Hoy me propuse hacer un back up de mi computadora a mi disco duro. Trato de hacerlo regularmente, por aquello de que la tecnología no es infalible y probablemente me volvería loca si perdiera un solo megabyte de información.
Dicho esto, me dispuse a traspasar todo a mi disco duro externo, crear nuevas carpetas, depurar otras... y me topé con una carpeta llamada "Intercambio 2002-2003" (dicha carpeta contiene mas de 400 fotografías. La era digital todavía era un sueño en ese tiempo, por lo que las fotos son de rollo fotográfico). Dí un doble click, y la primera fotografía que saltó a mi vista fue ésta:
Résidence Andrée Allix. Enero 3, 2003. Lyon, Francia.
Esta fue la primera vez que conocí la nieve. Había olvidado por completo la existencia de esta fotografía... lo que me lleva a la conclusión del titulo de esta entrada. Realmente, la fotografía es -en mi humilde opinión- uno de los mejores inventos fabricados por el hombre, sin lugar a dudas. Pues no sólo te permite recordar, sino literalmente revivir sensaciones y emociones con tan sólo mirarlas.
Parc de la Tete D'Or. Enero 2003. Lyon, Francia.
Soy una fan declarada de la conservación de los recuerdos, por lo que las fotos y yo hemos entablado una entrañable amistad.
Mi intercambio en Francia (que duró casi 8 meses) ha sido una de las experiencias más memorables de mi vida (gracias mami!). Conocí a personas maravillosas (con algunas de las cuales, todavía tengo una relación), tuve la oportunidad de visitar lugares majestuosos. Europa nos conoció como novios a Luis y a mi, y no quitamos el dedo del renglón, de poder volver pronto, y caminar por las calles de Lyon que hace practicamente 8 años fueron testigos de una experiencia excepcional en nuestras vidas.

Fouviere. Enero 2003. Lyon, Francia.

Toledo, España. Diciembre 2002.
Que maravilla poder reconstruir todos esos paisajes, todos esos recuerdos, a través de imágenes que hablan por si mismas.
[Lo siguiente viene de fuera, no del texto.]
//! Rest-shape generation for closed particle rings.

use crate::error::PhysicsError;
use crate::float::Float;
use crate::vec::Vec2;
use alloc::vec::Vec as AllocVec;

/// Smallest ring that encloses an area.
pub const MIN_POINTS: usize = 3;

/// The undeformed geometry of a ring body.
///
/// Offsets are relative to the body's own centroid and wind counter-clockwise.
/// Rest length and rest area are the closed-form circle values, not measured
/// from the polygon, so a body at rest is very slightly compressed.
#[derive(Clone, Debug, PartialEq)]
pub struct RestShape<F: Float> {
    offsets: AllocVec<Vec2<F>>,
    radius: F,
    rest_length: F,
    rest_area: F,
}

impl<F: Float> RestShape<F> {
    /// Generate `point_count` offsets evenly spaced on a circle of `radius`.
    pub fn circle(point_count: usize, radius: F) -> Result<Self, PhysicsError> {
        if point_count < MIN_POINTS {
            return Err(PhysicsError::InsufficientPoints { count: point_count });
        }
        if !radius.is_finite() || radius <= F::zero() {
            return Err(PhysicsError::InvalidRadius);
        }

        let two_pi = F::two() * F::pi();
        let n = F::from_usize(point_count);
        let offsets = (0..point_count)
            .map(|i| {
                let angle = two_pi * F::from_usize(i) / n;
                Vec2::new(radius * angle.cos(), radius * angle.sin())
            })
            .collect();

        Ok(RestShape {
            offsets,
            radius,
            rest_length: two_pi * radius / n,
            rest_area: F::pi() * radius * radius,
        })
    }

    pub fn offsets(&self) -> &[Vec2<F>] {
        &self.offsets
    }

    pub fn offset(&self, local: usize) -> Vec2<F> {
        self.offsets[local]
    }

    pub fn point_count(&self) -> usize {
        self.offsets.len()
    }

    pub fn radius(&self) -> F {
        self.radius
    }

    /// Rest length of each structural spring: `2πr/N`.
    pub fn rest_length(&self) -> F {
        self.rest_length
    }

    /// Target enclosed area: `πr²`.
    pub fn rest_area(&self) -> F {
        self.rest_area
    }
}

/// Ring neighbors of `i` in a ring of `n` points: `(previous, next)`.
pub fn neighbors(i: usize, n: usize) -> (usize, usize) {
    ((i + n - 1) % n, (i + 1) % n)
}
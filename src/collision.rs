//! Particle-versus-ring collision tests and the hard-snap response.

use crate::float::Float;
use crate::particle::Particle;
use crate::vec::Vec2;

/// Even-odd ray cast: is `point` inside the closed ring?
///
/// Horizontal edges are skipped. Points exactly on an edge may land either way.
pub fn contains<F: Float>(ring: &[Particle<F>], point: Vec2<F>) -> bool {
    let n = ring.len();
    if n < 3 {
        return false;
    }
    let mut inside = false;
    let mut j = n - 1;
    for i in 0..n {
        let pi = ring[i].pos;
        let pj = ring[j].pos;
        let dy = pj.y - pi.y;
        if !dy.is_near_zero(F::from_f32(1e-10))
            && ((pi.y > point.y) != (pj.y > point.y))
            && (point.x < (pj.x - pi.x) * (point.y - pi.y) / dy + pi.x)
        {
            inside = !inside;
        }
        j = i;
    }
    inside
}

/// Closest point to `point` on segment `a`-`b` (clamped projection).
pub fn closest_point_on_segment<F: Float>(point: Vec2<F>, a: Vec2<F>, b: Vec2<F>) -> Vec2<F> {
    let ab = b - a;
    let len_sq = ab.length_sq();
    if len_sq.is_near_zero(F::from_f32(1e-12)) {
        return a;
    }
    let t = ((point - a).dot(ab) / len_sq).clamp(F::zero(), F::one());
    a + ab.scale(t)
}

/// Closest point to `point` on any edge of the ring.
pub fn closest_point_on_ring<F: Float>(ring: &[Particle<F>], point: Vec2<F>) -> Vec2<F> {
    let n = ring.len();
    let mut best = ring.first().map_or(point, |p| p.pos);
    let mut best_dist = best.distance_sq(point);
    for i in 0..n {
        let a = ring[i].pos;
        let b = ring[(i + 1) % n].pos;
        let candidate = closest_point_on_segment(point, a, b);
        let d = candidate.distance_sq(point);
        if d < best_dist {
            best = candidate;
            best_dist = d;
        }
    }
    best
}

/// Resolve a predicted position against one foreign ring.
///
/// If `predicted` is inside `ring` it is snapped onto the nearest edge and
/// `vel` is zeroed. The struck ring is not pushed back and no velocity is
/// reflected. Returns whether a correction happened.
pub fn resolve<F: Float>(ring: &[Particle<F>], predicted: &mut Vec2<F>, vel: &mut Vec2<F>) -> bool {
    if !contains(ring, *predicted) {
        return false;
    }
    *predicted = closest_point_on_ring(ring, *predicted);
    *vel = Vec2::zero();
    true
}

#[cfg(test)]
mod tests {
    use super::*;
    use alloc::vec::Vec as AllocVec;

    fn square() -> AllocVec<Particle<f64>> {
        [(0.0, 0.0), (1.0, 0.0), (1.0, 1.0), (0.0, 1.0)]
            .iter()
            .map(|&(x, y)| Particle::at_rest(Vec2::new(x, y)))
            .collect()
    }

    #[test]
    fn contains_center_not_far_point() {
        let sq = square();
        assert!(contains(&sq, Vec2::new(0.5, 0.5)));
        assert!(!contains(&sq, Vec2::new(1.5, 0.5)));
        assert!(!contains(&sq, Vec2::new(0.5, -0.1)));
    }

    #[test]
    fn segment_projection_clamps() {
        let a = Vec2::new(0.0f64, 0.0);
        let b = Vec2::new(2.0, 0.0);
        assert_eq!(closest_point_on_segment(Vec2::new(1.0, 3.0), a, b), Vec2::new(1.0, 0.0));
        assert_eq!(closest_point_on_segment(Vec2::new(-4.0, 1.0), a, b), a);
        assert_eq!(closest_point_on_segment(Vec2::new(9.0, 1.0), a, b), b);
        assert_eq!(closest_point_on_segment(Vec2::new(9.0, 1.0), a, a), a);
    }

    #[test]
    fn snaps_to_nearest_edge_and_stops() {
        let sq = square();
        let mut predicted = Vec2::new(0.9, 0.4);
        let mut vel = Vec2::new(2.0, 1.0);
        assert!(resolve(&sq, &mut predicted, &mut vel));
        assert_eq!(predicted, Vec2::new(1.0, 0.4));
        assert_eq!(vel, Vec2::zero());
    }

    #[test]
    fn outside_point_untouched() {
        let sq = square();
        let mut predicted = Vec2::new(1.2, 0.4);
        let mut vel = Vec2::new(-1.0, 0.0);
        assert!(!resolve(&sq, &mut predicted, &mut vel));
        assert_eq!(predicted, Vec2::new(1.2, 0.4));
        assert_eq!(vel, Vec2::new(-1.0, 0.0));
    }
}
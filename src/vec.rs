//! Planar vector type for the simulation.

use crate::float::Float;
use core::ops::{Add, AddAssign, Neg, Sub};

/// 2D vector used for positions, velocities and forces.
#[derive(Copy, Clone, Debug, Default, PartialEq)]
#[cfg_attr(feature = "serde", derive(serde::Serialize, serde::Deserialize))]
pub struct Vec2<F: Float> {
    pub x: F,
    pub y: F,
}

impl<F: Float> Vec2<F> {
    /// Create a new 2D vector.
    pub fn new(x: F, y: F) -> Self { Vec2 { x, y } }

    /// Zero vector.
    pub fn zero() -> Self { Vec2 { x: F::zero(), y: F::zero() } }

    /// Dot product.
    pub fn dot(self, other: Self) -> F {
        self.x * other.x + self.y * other.y
    }

    /// 2D cross product (returns scalar): self.x * other.y - self.y * other.x
    pub fn cross(self, other: Self) -> F {
        self.x * other.y - self.y * other.x
    }

    /// Perpendicular vector (rotated 90 degrees counter-clockwise).
    pub fn perp(self) -> Self {
        Vec2 { x: -self.y, y: self.x }
    }

    /// Rotate by the unit rotation `(cos, sin)`.
    pub fn rotate(self, cos: F, sin: F) -> Self {
        Vec2 {
            x: self.x * cos - self.y * sin,
            y: self.x * sin + self.y * cos,
        }
    }

    /// Scale both components by a scalar.
    pub fn scale(self, s: F) -> Self {
        Vec2 { x: self.x * s, y: self.y * s }
    }

    /// Squared length (avoids sqrt).
    pub fn length_sq(self) -> F {
        self.dot(self)
    }

    /// Length (magnitude).
    pub fn length(self) -> F {
        self.x.hypot(self.y)
    }

    /// Normalize to unit length. Returns zero vector if length is near zero.
    pub fn normalize(self) -> Self {
        let len = self.length();
        if len.is_near_zero(F::from_f32(1e-10)) {
            Self::zero()
        } else {
            self.scale(F::one() / len)
        }
    }

    /// Distance between two points.
    pub fn distance(self, other: Self) -> F {
        (self - other).length()
    }

    /// Squared distance between two points.
    pub fn distance_sq(self, other: Self) -> F {
        (self - other).length_sq()
    }
}

impl<F: Float> Add for Vec2<F> {
    type Output = Self;
    fn add(self, rhs: Self) -> Self { Vec2 { x: self.x + rhs.x, y: self.y + rhs.y } }
}

impl<F: Float> AddAssign for Vec2<F> {
    fn add_assign(&mut self, rhs: Self) {
        self.x = self.x + rhs.x;
        self.y = self.y + rhs.y;
    }
}

impl<F: Float> Sub for Vec2<F> {
    type Output = Self;
    fn sub(self, rhs: Self) -> Self { Vec2 { x: self.x - rhs.x, y: self.y - rhs.y } }
}

impl<F: Float> Neg for Vec2<F> {
    type Output = Self;
    fn neg(self) -> Self { Vec2 { x: -self.x, y: -self.y } }
}
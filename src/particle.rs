//! Unit-mass particles with explicit velocity.

use crate::float::Float;
use crate::vec::Vec2;

/// A simulation particle. Mass is implicitly 1, so forces are accelerations.
#[derive(Copy, Clone, Debug, Default, PartialEq)]
#[cfg_attr(feature = "serde", derive(serde::Serialize, serde::Deserialize))]
pub struct Particle<F: Float> {
    pub pos: Vec2<F>,
    pub vel: Vec2<F>,
}

impl<F: Float> Particle<F> {
    /// A particle at rest at `pos`.
    pub fn at_rest(pos: Vec2<F>) -> Self {
        Particle { pos, vel: Vec2::zero() }
    }

    pub fn new(pos: Vec2<F>, vel: Vec2<F>) -> Self {
        Particle { pos, vel }
    }

    /// Semi-implicit Euler: update velocity from `force`, decay it by
    /// `exp(-damping·dt)`, then return the predicted position.
    ///
    /// The particle itself is not moved; the caller commits the predicted
    /// position after collision resolution.
    pub fn integrate(&mut self, force: Vec2<F>, dt: F, damping: F) -> Vec2<F> {
        self.vel = (self.vel + force.scale(dt)).scale((-damping * dt).exp());
        self.pos + self.vel.scale(dt)
    }
}

#[cfg(test)]
mod tests {
    use super::*;

    #[test]
    fn free_fall_without_damping() {
        let mut p = Particle::at_rest(Vec2::new(0.0f64, 10.0));
        let predicted = p.integrate(Vec2::new(0.0, -10.0), 0.1, 0.0);
        assert_eq!(p.vel, Vec2::new(0.0, -1.0));
        assert!((predicted.y - 9.9).abs() < 1e-12);
        // position is committed by the caller
        assert_eq!(p.pos.y, 10.0);
    }

    #[test]
    fn damping_decays_velocity() {
        let mut p = Particle::new(Vec2::zero(), Vec2::new(1.0f64, 0.0));
        p.integrate(Vec2::zero(), 1.0, 1.0);
        assert!((p.vel.x - (-1.0f64).exp()).abs() < 1e-12);
    }
}
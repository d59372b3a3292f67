//! Soft body entities: a rest shape plus a slot in the world's particle buffer.

use crate::error::PhysicsError;
use crate::float::Float;
use crate::particle::Particle;
use crate::topology::RestShape;
use crate::vec::Vec2;
use alloc::vec::Vec as AllocVec;

/// Stable index of a body inside a [`World`](crate::World).
#[derive(Copy, Clone, Debug, PartialEq, Eq, Hash)]
pub struct BodyHandle(pub usize);

impl BodyHandle {
    pub fn index(self) -> usize {
        self.0
    }
}

/// A closed ring of particles simulated as one deformable object.
#[derive(Clone, Debug)]
pub struct Body<F: Float> {
    rest: RestShape<F>,
    center: Vec2<F>,
    offset: usize,
}

impl<F: Float> Body<F> {
    /// Build a ring of `point_count` particles of `radius` around `center`.
    pub fn circle(point_count: usize, radius: F, center: Vec2<F>) -> Result<Self, PhysicsError> {
        Ok(Body {
            rest: RestShape::circle(point_count, radius)?,
            center,
            offset: 0,
        })
    }

    /// Particles seeded on the rest shape around the initial center, at rest.
    pub fn seed_particles(&self) -> AllocVec<Particle<F>> {
        self.rest
            .offsets()
            .iter()
            .map(|&q| Particle::at_rest(self.center + q))
            .collect()
    }

    pub fn rest(&self) -> &RestShape<F> {
        &self.rest
    }

    /// Center the body was created (or last rebuilt) around.
    pub fn initial_center(&self) -> Vec2<F> {
        self.center
    }

    pub fn point_count(&self) -> usize {
        self.rest.point_count()
    }

    pub fn radius(&self) -> F {
        self.rest.radius()
    }

    /// First index of this body's particles in the flat buffer.
    pub fn offset(&self) -> usize {
        self.offset
    }

    /// Buffer range covered by this body.
    pub fn range(&self) -> core::ops::Range<usize> {
        self.offset..self.offset + self.point_count()
    }

    pub(crate) fn set_offset(&mut self, offset: usize) {
        self.offset = offset;
    }
}

#[cfg(test)]
mod tests {
    use super::*;

    #[test]
    fn seeds_around_center_at_rest() {
        let body = Body::circle(6, 1.0f64, Vec2::new(3.0, -2.0)).unwrap();
        let particles = body.seed_particles();
        assert_eq!(particles.len(), 6);
        for p in &particles {
            assert!((p.pos.distance(Vec2::new(3.0, -2.0)) - 1.0).abs() < 1e-12);
            assert_eq!(p.vel, Vec2::zero());
        }
    }

    #[test]
    fn range_follows_offset() {
        let mut body = Body::circle(5, 1.0f32, Vec2::zero()).unwrap();
        body.set_offset(7);
        assert_eq!(body.range(), 7..12);
    }
}
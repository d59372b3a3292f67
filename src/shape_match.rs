//! Rigid pose estimation by 2D shape matching.
//!
//! The best-fit rotation between a rest shape `q` and a deformed particle set
//! `p` minimizes `Σ |R·q_i - (p_i - C)|²`. In 2D this has a closed form: with
//! `A = Σ (p_i - C)·q_i` and `B = Σ q_i × (p_i - C)` the optimal angle is
//! `atan2(B, A)`, so `(cos θ, sin θ) = (A, B) / |(A, B)|`. No SVD is needed.

use crate::float::Float;
use crate::particle::Particle;
use crate::vec::Vec2;

/// Floor for the rotation normalizer, so a collapsed body keeps a finite pose.
pub const POSE_EPSILON: f32 = 1e-8;

/// Rigid reference transform of one body for one tick.
#[derive(Copy, Clone, Debug, PartialEq)]
#[cfg_attr(feature = "serde", derive(serde::Serialize, serde::Deserialize))]
pub struct Pose<F: Float> {
    pub centroid: Vec2<F>,
    pub cos: F,
    pub sin: F,
}

impl<F: Float> Pose<F> {
    /// Identity rotation at `centroid`.
    pub fn at(centroid: Vec2<F>) -> Self {
        Pose { centroid, cos: F::one(), sin: F::zero() }
    }

    /// Goal position for a rest offset: `R(θ)·q + C`.
    pub fn goal(&self, offset: Vec2<F>) -> Vec2<F> {
        offset.rotate(self.cos, self.sin) + self.centroid
    }
}

/// Mean position of a particle set.
pub fn centroid<F: Float>(particles: &[Particle<F>]) -> Vec2<F> {
    if particles.is_empty() {
        return Vec2::zero();
    }
    let n = F::from_usize(particles.len());
    let mut sum = Vec2::zero();
    for p in particles {
        sum += p.pos;
    }
    sum.scale(F::one() / n)
}

/// Fit a pose to `particles` given their `rest` offsets (same length and order).
pub fn estimate<F: Float>(particles: &[Particle<F>], rest: &[Vec2<F>]) -> Pose<F> {
    debug_assert_eq!(particles.len(), rest.len());
    let c = centroid(particles);

    let mut a = F::zero();
    let mut b = F::zero();
    for (p, &q) in particles.iter().zip(rest) {
        let d = p.pos - c;
        a = a + d.dot(q);
        b = b + q.cross(d);
    }

    let len = a.hypot(b).max(F::from_f32(POSE_EPSILON));
    Pose { centroid: c, cos: a / len, sin: b / len }
}
//! Step observer trait for monitoring simulation progress.

/// Trait for observing simulation ticks.
///
/// Implement this trait to monitor progress (e.g., for debugging,
/// visualization, or performance profiling). All methods have default
/// no-op implementations.
pub trait StepObserver {
    /// Called once the pose, bounding-box and area passes are done.
    fn on_pre_pass(&mut self, _bodies: usize) {}

    /// Called after every particle has been integrated and resolved, before
    /// the new buffer is published. `corrections` counts particles that were
    /// snapped out of another body.
    fn on_integrate(&mut self, _corrections: usize) {}

    /// Called when the new buffer has been published.
    fn on_step_complete(&mut self) {}
}

/// A no-op observer that does nothing. Use as default when no observation needed.
pub struct NoOpStepObserver;

impl StepObserver for NoOpStepObserver {}

/// Forwards tick progress to the `log` facade at trace level.
#[derive(Debug, Default)]
pub struct LogStepObserver {
    tick: u64,
}

impl LogStepObserver {
    pub fn new() -> Self {
        Self::default()
    }

    /// Ticks completed so far.
    pub fn ticks(&self) -> u64 {
        self.tick
    }
}

impl StepObserver for LogStepObserver {
    fn on_pre_pass(&mut self, bodies: usize) {
        log::trace!("tick {}: pre-pass done for {} bodies", self.tick, bodies);
    }

    fn on_integrate(&mut self, corrections: usize) {
        if corrections > 0 {
            log::trace!("tick {}: {} collision corrections", self.tick, corrections);
        }
    }

    fn on_step_complete(&mut self) {
        self.tick += 1;
    }
}
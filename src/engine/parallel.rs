// src/engine/parallel.rs
use std::any::Any;
use std::panic::{self, AssertUnwindSafe};
use std::sync::Arc;
use std::time::Duration;
use serde::{Serialize, Deserialize};
use tokio::sync::Semaphore;
use tokio_util::sync::CancellationToken;
use tracing::{info, debug, warn, error};

use crate::config::ExecutorConfig;
use crate::error::{KempnerResult, KempnerError};
use super::interval::{Interval, IntervalSet};
use super::kernel;

/// Outcome of one aggregation: the partial sums in interval order and
/// their left-to-right total
#[derive(Debug, Clone, PartialEq, Serialize, Deserialize)]
pub struct Aggregation {
    pub total: f64,
    pub partials: Vec<f64>,
}

impl Aggregation {
    fn from_partials(partials: Vec<f64>) -> Self {
        Self {
            total: reduce(&partials),
            partials,
        }
    }
}

/// Executor evaluating intervals on the blocking pool with bounded concurrency
pub struct ParallelExecutor {
    max_workers: usize,
    semaphore: Arc<Semaphore>,
    timeout: Option<Duration>,
    cancellation: CancellationToken,
}

impl ParallelExecutor {
    /// Create a new parallel executor running at most `max_workers` intervals at once
    pub fn new(max_workers: usize) -> KempnerResult<Self> {
        if max_workers < 1 {
            return Err(KempnerError::InvalidConfiguration("max_workers must be at least 1".to_string()));
        }

        Ok(Self {
            max_workers,
            semaphore: Arc::new(Semaphore::new(max_workers)),
            timeout: None,
            cancellation: CancellationToken::new(),
        })
    }

    /// Create an executor from configuration; no worker count means one per logical CPU
    pub fn from_config(config: &ExecutorConfig) -> KempnerResult<Self> {
        let executor = Self::new(config.worker_count())?;

        match config.timeout_seconds {
            Some(0) => Err(KempnerError::InvalidConfiguration("timeout_seconds must be at least 1".to_string())),
            Some(seconds) => Ok(executor.with_timeout(Duration::from_secs(seconds))),
            None => Ok(executor),
        }
    }

    /// Fail the whole aggregation once `timeout` has elapsed
    pub fn with_timeout(mut self, timeout: Duration) -> Self {
        self.timeout = Some(timeout);
        self
    }

    /// Use an externally owned token to cancel aggregations
    pub fn with_cancellation(mut self, token: CancellationToken) -> Self {
        self.cancellation = token;
        self
    }

    pub fn max_workers(&self) -> usize {
        self.max_workers
    }

    pub fn cancellation_token(&self) -> CancellationToken {
        self.cancellation.clone()
    }

    /// Evaluate the digit-filtered reciprocal sum over every interval and reduce it
    pub async fn aggregate(&self, intervals: IntervalSet) -> KempnerResult<Aggregation> {
        self.evaluate_with(intervals, |interval| Ok(kernel::evaluate(interval))).await
    }

    /// Run `kernel` once per interval and sum the results in interval order.
    ///
    /// Any failing or panicking evaluation stops further dispatch and fails
    /// the aggregation once the already running evaluations have finished.
    pub async fn evaluate_with<F>(&self, intervals: IntervalSet, kernel: F) -> KempnerResult<Aggregation>
    where
        F: Fn(&Interval) -> KempnerResult<f64> + Send + Sync + 'static,
    {
        let halt = self.cancellation.child_token();
        let run = self.run(intervals, Arc::new(kernel), halt.clone());

        match self.timeout {
            Some(timeout) => match tokio::time::timeout(timeout, run).await {
                Ok(result) => result,
                Err(_) => {
                    halt.cancel();
                    error!("Aggregation timed out after {:?}", timeout);
                    Err(KempnerError::Timeout { timeout })
                }
            },
            None => run.await,
        }
    }

    async fn run<F>(&self, intervals: IntervalSet, kernel: Arc<F>, halt: CancellationToken) -> KempnerResult<Aggregation>
    where
        F: Fn(&Interval) -> KempnerResult<f64> + Send + Sync + 'static,
    {
        let count = intervals.len();
        info!("Aggregating {} intervals with max concurrency {}", count, self.max_workers);

        let mut handles = Vec::with_capacity(count);

        for (index, interval) in intervals.into_iter().enumerate() {
            let permit = tokio::select! {
                biased;
                _ = halt.cancelled() => {
                    warn!("Dispatch halted after {} of {} intervals", index, count);
                    break;
                }
                permit = self.semaphore.clone().acquire_owned() => {
                    permit.map_err(|_| KempnerError::Cancelled)?
                }
            };

            debug!("Dispatching interval {} {}", index, interval);

            let kernel_clone = kernel.clone();
            let halt_clone = halt.clone();

            let handle = tokio::task::spawn_blocking(move || {
                let result = match panic::catch_unwind(AssertUnwindSafe(|| kernel_clone(&interval))) {
                    Ok(result) => result,
                    Err(payload) => Err(KempnerError::KernelFailure {
                        start: interval.start,
                        end: interval.end,
                        message: panic_message(payload.as_ref()),
                    }),
                };

                if result.is_err() {
                    halt_clone.cancel();
                }

                drop(permit);
                result
            });

            handles.push((interval, handle));
        }

        // Wait for everything dispatched so far, keeping results in interval order
        let dispatched = handles.len();
        let mut partials = Vec::with_capacity(dispatched);
        let mut failure = None;

        for (interval, handle) in handles {
            match handle.await {
                Ok(Ok(partial)) => partials.push(partial),
                Ok(Err(e)) => {
                    failure.get_or_insert(e);
                }
                Err(e) => {
                    failure.get_or_insert(KempnerError::KernelFailure {
                        start: interval.start,
                        end: interval.end,
                        message: format!("worker task failed: {}", e),
                    });
                }
            }
        }

        if let Some(e) = failure {
            error!("Aggregation failed: {}", e);
            return Err(e);
        }

        if dispatched < count || self.cancellation.is_cancelled() {
            warn!("Aggregation cancelled with {} of {} intervals evaluated", dispatched, count);
            return Err(KempnerError::Cancelled);
        }

        let aggregation = Aggregation::from_partials(partials);
        info!("Aggregated {} partial sums, total = {}", count, aggregation.total);

        Ok(aggregation)
    }
}

/// Aggregate `intervals` with a fresh executor of `max_workers` slots
pub async fn aggregate(intervals: IntervalSet, max_workers: usize) -> KempnerResult<f64> {
    let executor = ParallelExecutor::new(max_workers)?;
    Ok(executor.aggregate(intervals).await?.total)
}

/// Single-worker baseline computed on the calling thread
pub fn sequential_total(intervals: &IntervalSet) -> f64 {
    let partials: Vec<f64> = intervals.iter().map(kernel::evaluate).collect();
    reduce(&partials)
}

fn reduce(partials: &[f64]) -> f64 {
    partials.iter().fold(0.0, |total, partial| total + partial)
}

fn panic_message(payload: &(dyn Any + Send)) -> String {
    if let Some(message) = payload.downcast_ref::<&str>() {
        message.to_string()
    } else if let Some(message) = payload.downcast_ref::<String>() {
        message.clone()
    } else {
        "kernel panicked".to_string()
    }
}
Que dicen más que la palabras.

Esa soy yo, haciendo un sueño realidad... Torre Eiffel en París, Francia. Junio, 2003.
Entiendo que hay personas que no le dan mucha importancia al asunto de tomar fotografías; pero yo invitaría a todo aquel que no les tiene mucha fe, a intentar documentar su vida por un tiempo de esa manera. La recompensa que obtienes al final, es invaluable.
Venecia, Italia. Marzo, 2003.
La fotografía es arte, es color, es memoria, es vivir. Agradezco haber tenido y tener la intención en todo momento de capturar mi vida, la de mi hijo, amigos y familia en imágenes. Pues son éstas las que a veces, nos dan la oportunidad de analizar nuestro pasado. Caer en cuenta lo maravillosa que ha sido nuestra travesía por este mundo, evidenciar nuestros días y experiencias; pero sobre todo, invitarnos a seguir viviendo, conociendo, disfrutando y captando momentos que en los años por venir, llenarán nuestro corazón de una nostálgica emoción y recuerdos maravillosos.
Estas somos mis Argentinas y yo. En un dia cualquiera despues de clases, un picnic en el rio Saone; a dos cuadras de ESDES (nuestra universidad). Esta foto fue tomada un dia de Abril del 2003. Hoy precisamente, un dia de Octubre de 2010, estoy esperando una llamada de una de ellas. Pues las tres, seguimos siendo amigas.